Does this meshing justify the mounting interest, by no means innocent of prurience and journalistic kitsch, in the relationship between Hannah Arendt and Martin Heidegger? The celebrity of the protagonists, the wider political and philosophic circumstance do make for a special case. But I am not certain that this “frank­ness as never before” (Pound’s clairvoyant phrase) does not violate legitimate privacies. To intimates, to a small circle round Arendt and her confidante, Mary McCarthy, in Manhattan, to such witnesses as Karl Jaspers and Paul Tillich, the affair, at least in its outlines, was long known. These res privatae were made public in 1982 in Elizabeth Young-Bruehl’s often worshipful biography, Hannah Arendt: For love of the world.

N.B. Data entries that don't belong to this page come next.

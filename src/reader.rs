/*!
RDB字节流读取器, 所有对字节源的解码都经由此模块
*/
use std::io::{ErrorKind, Read};

use byteorder::{BigEndian, ByteOrder, LittleEndian};

use crate::error::{Error, Result};
use crate::to_string;

/// RDB长度前缀的解码结果, 由首字节的最高2位决定:
///
/// 00|XXXXXX => 长度即首字节的低6位
/// 01|XXXXXX XXXXXXXX => 长度为14位, 低6位拼上下一个字节
/// 10|XXXXXX [32 bit integer] => 长度为接下来4个字节的大端整数
/// 11|OBKIND => 内联的特殊编码, 低6位决定具体类型:
///              0,1,2为8/16/32位整数, 3为LZF压缩串
#[derive(Debug, Clone, Copy, PartialEq, Eq)]
pub(crate) enum Length {
    /// 后续数据的字节长度
    Len(u64),
    /// 内联整数, 无后续数据
    Int(i64),
    /// LZF压缩字符串(不支持解压)
    Compressed,
}

/// 对任意字节源的包装, 维护逻辑游标, 提供定宽读取与预读;
/// 所有读取都是EOF严格的: 源中剩余字节不足即报`TruncatedInput`
pub(crate) struct RdbReader<R> {
    input: R,
    peeked: Vec<u8>,
    crc: u64,
}

impl<R: Read> RdbReader<R> {
    pub(crate) fn new(input: R) -> RdbReader<R> {
        RdbReader {
            input,
            peeked: Vec::new(),
            crc: 0,
        }
    }

    /// 迄今为止所有已消费字节的CRC-64(Jones多项式, 与Redis一致)
    pub(crate) fn crc(&self) -> u64 {
        self.crc
    }

    fn fill_exact(&mut self, buf: &mut [u8]) -> Result<()> {
        let from_peek = self.peeked.len().min(buf.len());
        if from_peek > 0 {
            buf[..from_peek].copy_from_slice(&self.peeked[..from_peek]);
            self.peeked.drain(..from_peek);
        }
        if from_peek < buf.len() {
            self.input.read_exact(&mut buf[from_peek..]).map_err(|err| {
                if err.kind() == ErrorKind::UnexpectedEof {
                    Error::TruncatedInput(format!("expect {} bytes", buf.len()))
                } else {
                    Error::Io(err)
                }
            })?;
        }
        self.crc = crc64::crc64(self.crc, buf);
        Ok(())
    }

    /// 预读n个字节, 游标不前进, 校验和也不更新
    pub(crate) fn peek(&mut self, n: usize) -> Result<&[u8]> {
        if self.peeked.len() < n {
            let start = self.peeked.len();
            self.peeked.resize(n, 0);
            if let Err(err) = self.input.read_exact(&mut self.peeked[start..]) {
                self.peeked.truncate(start);
                if err.kind() == ErrorKind::UnexpectedEof {
                    return Err(Error::TruncatedInput(format!("expect {} bytes", n)));
                }
                return Err(Error::Io(err));
            }
        }
        Ok(&self.peeked[..n])
    }

    pub(crate) fn read_bytes(&mut self, n: usize) -> Result<Vec<u8>> {
        let mut buf = vec![0; n];
        self.fill_exact(&mut buf)?;
        Ok(buf)
    }

    /// 读取定长字符串, 除长度外不做任何校验
    pub(crate) fn read_fixed_string(&mut self, n: usize) -> Result<String> {
        Ok(to_string(self.read_bytes(n)?))
    }

    pub(crate) fn read_u8(&mut self) -> Result<u8> {
        Ok(self.read_bytes(1)?[0])
    }

    pub(crate) fn read_i8(&mut self) -> Result<i8> {
        Ok(self.read_u8()? as i8)
    }

    pub(crate) fn read_u16_le(&mut self) -> Result<u16> {
        Ok(LittleEndian::read_u16(&self.read_bytes(2)?))
    }

    pub(crate) fn read_i16_le(&mut self) -> Result<i16> {
        Ok(LittleEndian::read_i16(&self.read_bytes(2)?))
    }

    pub(crate) fn read_u24_le(&mut self) -> Result<u32> {
        Ok(LittleEndian::read_u24(&self.read_bytes(3)?))
    }

    pub(crate) fn read_i24_le(&mut self) -> Result<i32> {
        Ok(LittleEndian::read_i24(&self.read_bytes(3)?))
    }

    pub(crate) fn read_u32_le(&mut self) -> Result<u32> {
        Ok(LittleEndian::read_u32(&self.read_bytes(4)?))
    }

    pub(crate) fn read_i32_le(&mut self) -> Result<i32> {
        Ok(LittleEndian::read_i32(&self.read_bytes(4)?))
    }

    pub(crate) fn read_u32_be(&mut self) -> Result<u32> {
        Ok(BigEndian::read_u32(&self.read_bytes(4)?))
    }

    pub(crate) fn read_u64_le(&mut self) -> Result<u64> {
        Ok(LittleEndian::read_u64(&self.read_bytes(8)?))
    }

    pub(crate) fn read_i64_le(&mut self) -> Result<i64> {
        Ok(LittleEndian::read_i64(&self.read_bytes(8)?))
    }

    pub(crate) fn read_u64_be(&mut self) -> Result<u64> {
        Ok(BigEndian::read_u64(&self.read_bytes(8)?))
    }

    pub(crate) fn read_f64_le(&mut self) -> Result<f64> {
        Ok(LittleEndian::read_f64(&self.read_bytes(8)?))
    }

    /// 读取文本格式的double(ZSET v1的score编码),
    /// 长度字节253/254/255分别保留为NaN/+Inf/-Inf
    pub(crate) fn read_double(&mut self) -> Result<f64> {
        let len = self.read_u8()?;
        match len {
            255 => Ok(f64::NEG_INFINITY),
            254 => Ok(f64::INFINITY),
            253 => Ok(f64::NAN),
            _ => {
                let buf = self.read_bytes(len as usize)?;
                let literal = to_string(buf);
                literal
                    .parse::<f64>()
                    .map_err(|_| Error::MalformedInput(format!("invalid double literal: {}", literal)))
            }
        }
    }

    /// 读取RDB的长度前缀
    pub(crate) fn read_length(&mut self) -> Result<Length> {
        let byte = self.read_u8()?;
        match byte >> 6 {
            0 => Ok(Length::Len((byte & 0x3F) as u64)),
            1 => {
                let next = self.read_u8()?;
                Ok(Length::Len((((byte & 0x3F) as u64) << 8) | next as u64))
            }
            2 => Ok(Length::Len(self.read_u32_be()? as u64)),
            _ => match byte & 0x3F {
                0 => Ok(Length::Int(self.read_i8()? as i64)),
                1 => Ok(Length::Int(self.read_i16_le()? as i64)),
                2 => Ok(Length::Int(self.read_i32_le()? as i64)),
                3 => Ok(Length::Compressed),
                encoding => Err(Error::MalformedInput(format!(
                    "unknown length encoding: {}",
                    encoding
                ))),
            },
        }
    }

    /// 按长度前缀读取一个string, 内联整数以十进制渲染
    pub(crate) fn read_length_string(&mut self) -> Result<String> {
        match self.read_length()? {
            Length::Len(n) => self.read_fixed_string(n as usize),
            Length::Int(value) => Ok(value.to_string()),
            Length::Compressed => Err(Error::UnsupportedFeature(
                "LZF compressed string".to_string(),
            )),
        }
    }

    /// 按长度前缀读取原始字节, 只接受真实长度
    pub(crate) fn read_length_bytes(&mut self) -> Result<Vec<u8>> {
        match self.read_length()? {
            Length::Len(n) => self.read_bytes(n as usize),
            Length::Int(_) => Err(Error::MalformedInput(
                "expect length-prefixed bytes but got integer".to_string(),
            )),
            Length::Compressed => Err(Error::UnsupportedFeature(
                "LZF compressed string".to_string(),
            )),
        }
    }

    /// 按长度前缀读取一个整数
    pub(crate) fn read_length_u64(&mut self) -> Result<u64> {
        match self.read_length()? {
            Length::Len(n) => Ok(n),
            Length::Int(value) => Ok(value as u64),
            Length::Compressed => Err(Error::MalformedInput(
                "expect length-prefixed integer but got compressed string".to_string(),
            )),
        }
    }
}
//! The signing service: scope checks, key decryption, and EIP-712 signing
//! on behalf of a delegated session key.
//!
//! Every signature request is checked against the session's scopes and
//! validity window before the private key is ever decrypted. The decrypted
//! key must re-derive the stored session key address; a mismatch is an
//! invariant violation and aborts without producing a signature.

use alloy_primitives::{B256, Bytes};
use alloy_signer::SignerSync;
use alloy_signer_local::PrivateKeySigner;
use std::sync::Arc;

use crate::crypto::{HybridEncrypted, ServerKeyring};
use crate::error::GatewayError;
use crate::scope::{self, ApprovedContract, SessionScope};
use crate::sign::eip712::{self, ExecuteWithSession, SessionSignature};
use crate::sign::envelope::SessionSignatureEnvelope;
use crate::types::{
    EvmAddress, EvmSignature, HexEncodedNonce, SessionId, TokenAmount, TransferWithAuthorization,
    UnixTimestamp,
};

/// Everything the signer needs to know about one delegated session.
#[derive(Debug, Clone)]
pub struct SessionSigningContext {
    pub session_id: SessionId,
    pub session_key_address: EvmAddress,
    pub owner_wallet: EvmAddress,
    pub encrypted_private_key: HybridEncrypted,
    pub scopes: Vec<SessionScope>,
    /// Contracts registered before typed scopes existed. Checked after
    /// `scopes` when deciding approval.
    pub legacy_approved_contracts: Vec<ApprovedContract>,
    pub valid_after: UnixTimestamp,
    pub valid_until: UnixTimestamp,
    pub is_active: bool,
}

/// An EIP-3009 transfer to countersign with the session key.
#[derive(Debug, Clone)]
pub struct TransferSignRequest {
    pub from: EvmAddress,
    pub to: EvmAddress,
    pub value: TokenAmount,
    pub valid_after: UnixTimestamp,
    pub valid_before: UnixTimestamp,
    pub nonce: HexEncodedNonce,
    pub token_address: EvmAddress,
    /// Chain the delegator contract lives on for this payment.
    pub chain_id: u64,
}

That book alluded to the survival of a major correspondence, preserved at the National Literary Archive in Marbach, but closed to inspection and publication. For reasons which still remain opaque, Mary McCarthy, one of the executors of the Arendt Literary Trust, allowed access to the material, though on the proviso that Heidegger’s letters could not be directly quoted. The consequence was the publication, in 1995, of Hannah Arendt, Martin Heidegger, a narra­tive unfortunate in almost every respect (see my review, TLS, October 13, 1995), but widely noticed. Faced with a plethora of gossip, fore­seeing such fictions as Catherine Clement’s Martin et Hannah (gossip used with adroit intel­ligence), Hermann Heidegger, son and editor, has chosen now to release these Briefe 1925-1975 well before the originally intended deadline in the coming millennium.